┌────────

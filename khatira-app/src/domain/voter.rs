use serde::{Deserialize, Serialize};
use std::fmt;
use uuid::Uuid;

/// Opaque per-browser identity used to de-duplicate votes.
///
/// Issued by the server on first contact and carried in the visitor's session cookie.
/// It is not authentication: a visitor who drops the cookie gets a fresh identity.
#[derive(Debug, Clone, Copy, PartialEq, Eq, Hash, Serialize, Deserialize)]
#[serde(transparent)]
pub struct VoterId(Uuid);

impl VoterId {
    pub fn generate() -> Self {
        Self(Uuid::new_v4())
    }

    pub fn as_uuid(&self) -> Uuid {
        self.0
    }
}

impl From<Uuid> for VoterId {
    fn from(id: Uuid) -> Self {
        Self(id)
    }
}

impl fmt::Display for VoterId {
    fn fmt(&self, f: &mut fmt::Formatter<'_>) -> fmt::Result {
        self.0.fmt(f)
    }
}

└────────

■ Exercise ■
Scan the data above for the string "Serialize" and copy each line where it appears.

■ Answer to the exercise ■
use serde::{Deserialize, Serialize};
#[derive(Debug, Clone, Copy, PartialEq, Eq, Hash, Serialize, Deserialize)]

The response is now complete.